Improved Test Scores
Testing is a mainstay in our school systems, so why not give your child the upper hand? A study published in 2007 by Christopher Johnson, professor of music education and music therapy at the University of Kansas, revealed that “Students in elementary schools with superior music education programs scored around 22 percent higher in English and 20 percent higher in math scores on standardized tests, compared to schools with low-quality music programs, regardless of socioeconomic disparities among the schools or school districts.”

Increased Memory Capacity
Playing an instrument requires a lot of memorization, from notes to hand positions, to other facets. Research has shown that both listening to music and playing a musical instrument stimulate your brain and can increase your memory. “A study was done in which 22 children from age 3 to 4 and a half years old were given either singing lessons or keyboard lessons.  A control group of 15 children received no music lessons at all. Both groups participated in the same preschool activities.  The results showed that preschoolers who had weekly keyboard lessons improved their spatial-temporal skills 34 percent more than the other children.” In this study, the researchers said that the effects were long-term.

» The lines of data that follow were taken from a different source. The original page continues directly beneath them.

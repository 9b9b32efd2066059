//! Integration tests for the harvesting pipeline
//!
//! These tests use wiremock to stand in for the documentation and PEP sites
//! and drive every mode through the real cached session.

use pydocs_harvest::config::Config;
use pydocs_harvest::driver::{run_mode, run_pipeline};
use pydocs_harvest::output::{Output, OutputFormat, OutputResult, OutputSink};
use pydocs_harvest::scrape::fetch;
use pydocs_harvest::session::{CachedSession, ResponseCache, Session};
use pydocs_harvest::state::ResultSet;
use pydocs_harvest::strategies::Mode;
use pydocs_harvest::HarvestError;
use clap::ValueEnum;
use std::cell::RefCell;
use std::time::Duration;
use wiremock::matchers::{method, path};
use wiremock::{Mock, MockServer, ResponseTemplate};

/// Creates a configuration pointing both sites at the mock server
fn create_test_config(base_url: &str) -> Config {
    let mut config = Config::default();
    config.site.main_doc_url = format!("{}/3/", base_url);
    config.site.pep_doc_url = format!("{}/peps/", base_url);
    config.http.timeout_secs = 1;
    config.logging.file = None;
    config
}

fn create_session(config: &Config) -> CachedSession {
    let cache = ResponseCache::in_memory(None).expect("Failed to create cache");
    CachedSession::new(&config.http, cache).expect("Failed to create session")
}

fn html(body: &str) -> ResponseTemplate {
    ResponseTemplate::new(200)
        .set_body_string(body)
        .insert_header("content-type", "text/html; charset=ISO-8859-1")
}

async fn mount_page(server: &MockServer, page_path: &str, body: &str) {
    Mock::given(method("GET"))
        .and(path(page_path))
        .respond_with(html(body))
        .mount(server)
        .await;
}

/// Collects emitted result sets
#[derive(Default)]
struct Collect(RefCell<Vec<ResultSet>>);

impl OutputSink for Collect {
    fn emit(&self, _mode: Mode, results: &ResultSet) -> OutputResult<()> {
        self.0.borrow_mut().push(results.clone());
        Ok(())
    }
}

fn count(results: &ResultSet, status: &str) -> Option<String> {
    results
        .data_rows()
        .iter()
        .find(|row| row[0] == status)
        .map(|row| row[1].clone())
}

const WHATS_NEW_INDEX: &str = r#"<html><body>
<section id="what-s-new-in-python">
  <div class="toctree-wrapper compound">
    <ul>
      <li class="toctree-l1"><a href="3.13.html">What's New In Python 3.13</a></li>
      <li class="toctree-l1"><a href="3.12.html">What's New In Python 3.12</a></li>
    </ul>
  </div>
</section>
</body></html>"#;

#[tokio::test]
async fn test_whats_new_skips_failed_article() {
    let mock_server = MockServer::start().await;
    let config = create_test_config(&mock_server.uri());

    mount_page(&mock_server, "/3/whatsnew/", WHATS_NEW_INDEX).await;
    mount_page(
        &mock_server,
        "/3/whatsnew/3.13.html",
        "<html><body><h1>What's New In Python 3.13</h1>\
         <dl><dt>Editors</dt>\n<dd>Adam Turner and Thomas Wouters</dd></dl></body></html>",
    )
    .await;
    Mock::given(method("GET"))
        .and(path("/3/whatsnew/3.12.html"))
        .respond_with(ResponseTemplate::new(500))
        .mount(&mock_server)
        .await;

    let session = create_session(&config);
    let results = run_mode(Mode::WhatsNew, &session, &config)
        .await
        .expect("whats-new failed")
        .expect("index should load");

    assert_eq!(results.header()[0], "Article link");
    assert_eq!(results.len(), 1);
    let row = &results.data_rows()[0];
    assert_eq!(row[0], format!("{}/3/whatsnew/3.13.html", mock_server.uri()));
    assert_eq!(row[1], "What's New In Python 3.13");
    assert_eq!(row[2], "Editors Adam Turner and Thomas Wouters");
}

#[tokio::test]
async fn test_transport_failure_is_absorbed_by_fetcher() {
    let mock_server = MockServer::start().await;
    let config = create_test_config(&mock_server.uri());

    // Slower than the 1s client timeout
    Mock::given(method("GET"))
        .and(path("/3/slow.html"))
        .respond_with(html("<h1>late</h1>").set_delay(Duration::from_secs(3)))
        .mount(&mock_server)
        .await;

    let session = create_session(&config);
    let url = url::Url::parse(&format!("{}/3/slow.html", mock_server.uri())).unwrap();

    assert!(fetch(&session, &url).await.is_none());
    assert!(session.cache().is_empty().unwrap());
}

#[tokio::test]
async fn test_body_is_decoded_as_utf8_regardless_of_charset() {
    let mock_server = MockServer::start().await;
    let config = create_test_config(&mock_server.uri());

    mount_page(
        &mock_server,
        "/3/",
        r#"<div class="sphinxsidebarwrapper"><ul>
             <li><a href="https://docs.python.org/3.13/">Python 3.13 (stable — Łukasz)</a></li>
             <li><a href="https://www.python.org/doc/versions/">All versions</a></li>
           </ul></div>"#,
    )
    .await;

    let session = create_session(&config);
    let results = run_mode(Mode::LatestVersions, &session, &config)
        .await
        .unwrap()
        .unwrap();

    assert_eq!(results.data_rows()[0][1], "3.13");
    assert_eq!(results.data_rows()[0][2], "stable — Łukasz");
}

#[tokio::test]
async fn test_repeated_url_is_served_from_cache() {
    let mock_server = MockServer::start().await;
    let config = create_test_config(&mock_server.uri());

    Mock::given(method("GET"))
        .and(path("/3/"))
        .respond_with(html("<html><body><h1>Python</h1></body></html>"))
        .expect(2)
        .mount(&mock_server)
        .await;

    let session = create_session(&config);
    let url = url::Url::parse(&format!("{}/3/", mock_server.uri())).unwrap();

    let first = session.get(&url).await.unwrap();
    let second = session.get(&url).await.unwrap();
    assert_eq!(first, second);

    // After clearing, the next request goes to the network again
    session.clear_cache().unwrap();
    session.get(&url).await.unwrap();
}

#[tokio::test]
async fn test_error_responses_are_not_cached() {
    let mock_server = MockServer::start().await;
    let config = create_test_config(&mock_server.uri());

    Mock::given(method("GET"))
        .and(path("/3/missing.html"))
        .respond_with(ResponseTemplate::new(404))
        .expect(2)
        .mount(&mock_server)
        .await;

    let session = create_session(&config);
    let url = url::Url::parse(&format!("{}/3/missing.html", mock_server.uri())).unwrap();

    assert!(session.get(&url).await.is_err());
    assert!(session.get(&url).await.is_err());
    assert!(session.cache().is_empty().unwrap());
}

fn pep_index(rows: &[(u32, &str, &str)]) -> String {
    let rows: Vec<String> = rows
        .iter()
        .map(|(number, abbr, title)| {
            format!(
                r#"<tr><td><abbr title="{title}">{abbr}</abbr></td>
                   <td><a class="pep reference internal" href="pep-{number:04}/">{number}</a></td></tr>"#
            )
        })
        .collect();

    format!(
        r#"<html><body><section id="numerical-index">
             <table class="pep-zero-table docutils align-default"><tbody>{}</tbody></table>
           </section></body></html>"#,
        rows.join("\n")
    )
}

fn pep_page(status: &str) -> String {
    format!(r#"<html><body><dl><dt>Status</dt><dd><abbr title="x">{status}</abbr></dd></dl></body></html>"#)
}

async fn mount_pep_site(server: &MockServer) {
    mount_page(
        server,
        "/peps/",
        &pep_index(&[
            (1, "PA", "Process, Active"),
            (8, "PA", "Process, Active"),
            (20, "IA", "Informational, Active"),
            (572, "SF", "Standards Track, Final"),
        ]),
    )
    .await;
    mount_page(server, "/peps/pep-0001/", &pep_page("Active")).await;
    // Index claims Active, the PEP page says Final
    mount_page(server, "/peps/pep-0008/", &pep_page("Final")).await;
    mount_page(server, "/peps/pep-0572/", &pep_page("Final")).await;
    Mock::given(method("GET"))
        .and(path("/peps/pep-0020/"))
        .respond_with(ResponseTemplate::new(503))
        .mount(server)
        .await;
}

#[tokio::test]
async fn test_pep_reconciliation_end_to_end() {
    let mock_server = MockServer::start().await;
    mount_pep_site(&mock_server).await;
    let config = create_test_config(&mock_server.uri());
    let session = create_session(&config);
    let sink = Collect::default();

    let emitted = run_pipeline(Mode::Pep, &session, &config, &sink)
        .await
        .expect("pep failed");
    assert!(emitted);

    let collected = sink.0.borrow();
    let results = &collected[0];
    assert_eq!(results.header(), &vec!["Status".to_string(), "Count".to_string()]);
    assert_eq!(count(results, "Final").as_deref(), Some("2"));
    assert_eq!(count(results, "Active").as_deref(), Some("1"));
    assert_eq!(count(results, "Withdrawn").as_deref(), Some("0"));

    // Three PEP pages loaded; the failed one is not counted
    assert_eq!(count(results, "Total").as_deref(), Some("3"));
    let sum: u64 = results
        .data_rows()
        .iter()
        .filter(|row| row[0] != "Total")
        .map(|row| row[1].parse::<u64>().unwrap())
        .sum();
    assert_eq!(sum, 3);
}

#[tokio::test]
async fn test_pep_rerun_is_idempotent() {
    let mock_server = MockServer::start().await;
    mount_pep_site(&mock_server).await;
    let config = create_test_config(&mock_server.uri());
    let session = create_session(&config);

    let first = run_mode(Mode::Pep, &session, &config).await.unwrap();
    let second = run_mode(Mode::Pep, &session, &config).await.unwrap();
    assert_eq!(first, second);

    // A fresh session against the same pages agrees too
    let third = run_mode(Mode::Pep, &create_session(&config), &config)
        .await
        .unwrap();
    assert_eq!(first, third);
}

#[tokio::test]
async fn test_download_saves_archive() {
    let mock_server = MockServer::start().await;
    let dir = tempfile::tempdir().unwrap();
    let mut config = create_test_config(&mock_server.uri());
    config.output.downloads_dir = dir.path().join("downloads").display().to_string();

    mount_page(
        &mock_server,
        "/3/download.html",
        r#"<table class="docutils align-default">
             <tr><td><a href="archives/python-3.13-docs-pdf-letter.zip">Letter</a></td></tr>
             <tr><td><a href="archives/python-3.13-docs-pdf-a4.zip">A4</a></td></tr>
           </table>"#,
    )
    .await;
    Mock::given(method("GET"))
        .and(path("/3/archives/python-3.13-docs-pdf-a4.zip"))
        .respond_with(
            ResponseTemplate::new(200)
                .set_body_bytes(b"PK\x03\x04archive".to_vec())
                .insert_header("content-type", "application/zip"),
        )
        .expect(1)
        .mount(&mock_server)
        .await;

    let session = create_session(&config);
    let sink = Collect::default();
    let emitted = run_pipeline(Mode::Download, &session, &config, &sink)
        .await
        .unwrap();

    assert!(!emitted);
    assert!(sink.0.borrow().is_empty());
    let saved = dir
        .path()
        .join("downloads")
        .join("python-3.13-docs-pdf-a4.zip");
    assert_eq!(std::fs::read(saved).unwrap(), b"PK\x03\x04archive");
}

#[tokio::test]
async fn test_unreachable_site_produces_no_output() {
    let mock_server = MockServer::start().await;
    let config = create_test_config(&mock_server.uri());
    let session = create_session(&config);
    let sink = Collect::default();

    // Nothing mounted: every page is a 404
    for &mode in Mode::value_variants() {
        let emitted = run_pipeline(mode, &session, &config, &sink).await.unwrap();
        assert!(!emitted, "{} should emit nothing", mode);
    }
    assert!(sink.0.borrow().is_empty());
}

#[tokio::test]
async fn test_changed_page_layout_is_reported() {
    let mock_server = MockServer::start().await;
    mount_page(
        &mock_server,
        "/3/",
        r#"<div class="sphinxsidebarwrapper"><ul><li><a href="/x">Python 3.13 (stable)</a></li></ul></div>"#,
    )
    .await;
    mount_page(&mock_server, "/peps/", "<html><body><p>moved</p></body></html>").await;
    let config = create_test_config(&mock_server.uri());
    let session = create_session(&config);

    let versions = run_mode(Mode::LatestVersions, &session, &config).await;
    assert!(matches!(versions, Err(HarvestError::MarkerNotFound { .. })));

    let peps = run_mode(Mode::Pep, &session, &config).await;
    assert!(matches!(peps, Err(HarvestError::TagNotFound { .. })));
}

#[tokio::test]
async fn test_file_output_writes_csv() {
    let mock_server = MockServer::start().await;
    mount_pep_site(&mock_server).await;
    let dir = tempfile::tempdir().unwrap();
    let mut config = create_test_config(&mock_server.uri());
    config.output.results_dir = dir.path().join("results").display().to_string();

    let session = create_session(&config);
    let sink = Output::new(Some(OutputFormat::File), &config.output);
    run_pipeline(Mode::Pep, &session, &config, &sink)
        .await
        .unwrap();

    let entry = std::fs::read_dir(dir.path().join("results"))
        .unwrap()
        .next()
        .unwrap()
        .unwrap();
    let mut reader = csv::Reader::from_path(entry.path()).unwrap();
    let rows: Vec<_> = reader.records().map(|r| r.unwrap()).collect();
    let total = rows.last().unwrap();
    assert_eq!(&total[0], "Total");
    assert_eq!(&total[1], "3");
}
//! State module for extracted data
//!
//! This module holds the data a pipeline run produces and the reference data
//! it checks against.
//!
//! # Components
//!
//! - `ResultSet`: header-first rows produced by a strategy
//! - `StatusTally`: per-status PEP counts, seeded with the canonical statuses
//! - `StatusCodeTable`: index status letters and the status names they permit

mod result_set;
mod status;
mod tally;

// Re-export main types
pub use result_set::{ResultSet, Row};
pub use status::{status_code, StatusCodeTable, STATUS_CODES};
pub use tally::{StatusTally, CANONICAL_STATUSES};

Improved Organizational and Time Management Skills
Possibly one of the most important skills you can learn from playing an instrument is how valuable organization and time management are to success. Musicians have to keep their papers and instrument in an orderly structure so they are able to practice without wasting time. Speaking of practice, playing an instrument also gives a child structure and teaches them how to allot their time in order to give themselves time to practice each day. 

Greater Self-Confidence
Having a skill to “hang their hat on” is a great way for kids to express themselves and grow their self-confidence. Schools can be breeding grounds for bullies who will challenge your child’s self-worth, so that makes a boost of confidence very important at such an impressionable age. Also, practicing an instrument often means your child will be introduced to like-minded children who they can quickly bond with, making it easier to attend both practice and school. 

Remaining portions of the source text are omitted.